What Jaelric wants, you see, is a cure for his illness, which has now plagued his nigh perfect constitution for several days. If asked, he will describe his symptoms in exquisite, stomach churning detail, and even allow the adventurers some limited observation. (In reality, it's nothing more than a very nasty common cold.) The adventurers will have two days to find either a cure for his illness or a remedy for his symptoms, which should come from some folk-tales with some difficult-to-obtain materials. (cue standard spelunking/forest trip).

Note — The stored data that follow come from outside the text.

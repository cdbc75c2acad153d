//! Reelscript turns a JSON scene script into declarative draw graphs for
//! short vertical videos.
//!
//! A script is an ordered list of image scenes with captions and timing.
//! Reelscript places each scene on an output timeline, derives per-frame
//! pan/zoom ("Ken Burns") motion and caption fade parameters, and streams a
//! [`FrameGraph`] per output frame into a [`FrameCompositor`] — the external
//! engine that actually produces pixels and mixes audio.
//!
//! - Load and validate a [`Script`]
//! - Build a [`Timeline`] with a [`RenderSession`]
//! - Evaluate single frames or stream the full range into a compositor
#![forbid(unsafe_code)]

pub mod caption;
pub mod core;
pub mod dsl;
pub mod error;
pub mod eval;
pub mod motion;
pub mod pipeline;
pub mod script;
pub mod timeline;

pub use crate::caption::{CAPTION_FADE_FRAMES, caption_opacity};
pub use crate::core::{Affine, Canvas, Fps, FrameIndex, FrameRange};
pub use crate::dsl::ScriptBuilder;
pub use crate::error::{ReelError, ReelResult};
pub use crate::eval::{DrawOp, Evaluator, FrameGraph};
pub use crate::motion::{Motion, MotionStyle, STYLE_CYCLE};
pub use crate::pipeline::{
    AudioTrack, CompositorConfig, FrameCompositor, InMemoryCompositor, OutputSpec, RenderSession,
};
pub use crate::script::{FilterStyle, MotionTag, Scene, SceneTiming, Script};
pub use crate::timeline::{DEFAULT_SCENE_FRAMES, TimedScene, Timeline};
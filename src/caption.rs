use crate::core::FrameIndex;

/// Frames over which a caption fades from transparent to fully opaque.
pub const CAPTION_FADE_FRAMES: u64 = 15;

/// Caption opacity `local` frames into a scene.
///
/// Linear fade over the first [`CAPTION_FADE_FRAMES`] frames, holding at 1.0
/// afterward regardless of scene length or motion style.
pub fn caption_opacity(local: FrameIndex) -> f64 {
    (local.0 as f64 / CAPTION_FADE_FRAMES as f64).clamp(0.0, 1.0)
}
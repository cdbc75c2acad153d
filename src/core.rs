use crate::error::{ReelError, ReelResult};

pub use kurbo::Affine;

/// Absolute 0-based frame index in output timeline space.
#[derive(
    Clone, Copy, Debug, PartialEq, Eq, PartialOrd, Ord, Hash, serde::Serialize, serde::Deserialize,
)]
pub struct FrameIndex(pub u64);

/// Half-open frame range `[start, end)` in timeline space.
#[derive(Clone, Copy, Debug, PartialEq, Eq, serde::Serialize, serde::Deserialize)]
pub struct FrameRange {
    /// Inclusive range start.
    pub start: FrameIndex,
    /// Exclusive range end.
    pub end: FrameIndex,
}

impl FrameRange {
    /// Create a validated range with `start <= end`.
    pub fn new(start: FrameIndex, end: FrameIndex) -> ReelResult<Self> {
        if start.0 > end.0 {
            return Err(ReelError::validation("FrameRange start must be <= end"));
        }
        Ok(Self { start, end })
    }

    /// Number of frames contained in the range.
    pub fn len_frames(self) -> u64 {
        self.end.0.saturating_sub(self.start.0)
    }

    /// Return `true` when the range has no frames.
    pub fn is_empty(self) -> bool {
        self.start.0 == self.end.0
    }

    /// Return `true` when `f` is inside `[start, end)`.
    pub fn contains(self, f: FrameIndex) -> bool {
        self.start.0 <= f.0 && f.0 < self.end.0
    }
}

/// Frames-per-second represented as a rational `num/den`.
#[derive(Clone, Copy, Debug, PartialEq, Eq, serde::Serialize, serde::Deserialize)]
pub struct Fps {
    /// Numerator (frames).
    pub num: u32,
    /// Denominator (seconds), must be non-zero.
    pub den: u32,
}

impl Fps {
    /// Create a validated FPS value.
    pub fn new(num: u32, den: u32) -> ReelResult<Self> {
        if den == 0 {
            return Err(ReelError::validation("Fps den must be > 0"));
        }
        if num == 0 {
            return Err(ReelError::validation("Fps num must be > 0"));
        }
        Ok(Self { num, den })
    }

    /// Convert to floating-point FPS.
    pub fn as_f64(self) -> f64 {
        f64::from(self.num) / f64::from(self.den)
    }

    /// Convert seconds to a whole frame count, rounding to nearest.
    pub fn secs_to_frames_round(self, secs: f64) -> u64 {
        (secs * self.as_f64()).round().max(0.0) as u64
    }
}

/// Output canvas dimensions in pixels.
#[derive(Clone, Copy, Debug, PartialEq, Eq, serde::Serialize, serde::Deserialize)]
pub struct Canvas {
    /// Width in pixels.
    pub width: u32,
    /// Height in pixels.
    pub height: u32,
}

#[cfg(test)]
mod tests {
    use super::*;

    #[test]
    fn frame_range_rejects_inverted_bounds() {
        assert!(FrameRange::new(FrameIndex(5), FrameIndex(4)).is_err());
        let r = FrameRange::new(FrameIndex(5), FrameIndex(5)).unwrap();
        assert!(r.is_empty());
        assert_eq!(r.len_frames(), 0);
    }

    #[test]
    fn frame_range_containment_is_half_open() {
        let r = FrameRange::new(FrameIndex(10), FrameIndex(20)).unwrap();
        assert!(!r.contains(FrameIndex(9)));
        assert!(r.contains(FrameIndex(10)));
        assert!(r.contains(FrameIndex(19)));
        assert!(!r.contains(FrameIndex(20)));
    }

    #[test]
    fn fps_rejects_zero_components() {
        assert!(Fps::new(0, 1).is_err());
        assert!(Fps::new(30, 0).is_err());
        assert_eq!(Fps::new(30, 1).unwrap().as_f64(), 30.0);
    }

    #[test]
    fn secs_to_frames_rounds_to_nearest() {
        let fps = Fps::new(30, 1).unwrap();
        assert_eq!(fps.secs_to_frames_round(2.0), 60);
        assert_eq!(fps.secs_to_frames_round(3.0), 90);
        assert_eq!(fps.secs_to_frames_round(0.016), 0);
        assert_eq!(fps.secs_to_frames_round(0.017), 1);
        assert_eq!(fps.secs_to_frames_round(-1.0), 0);
    }
}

Should the remedy be effective, the humans will be richly rewarded with gold, though no artifacts will be issuing forth from the horde today. Should the remedy be ineffective, the humans will be treated with contempt. Should the remedy prove harmful from poor mixing / improper ingrediants, Jaelric's wyvern servants will attempt to kill the party. Jaelric himself will have difficulty fighting, due to his shortness of breath, but if attacked, will respond in kind.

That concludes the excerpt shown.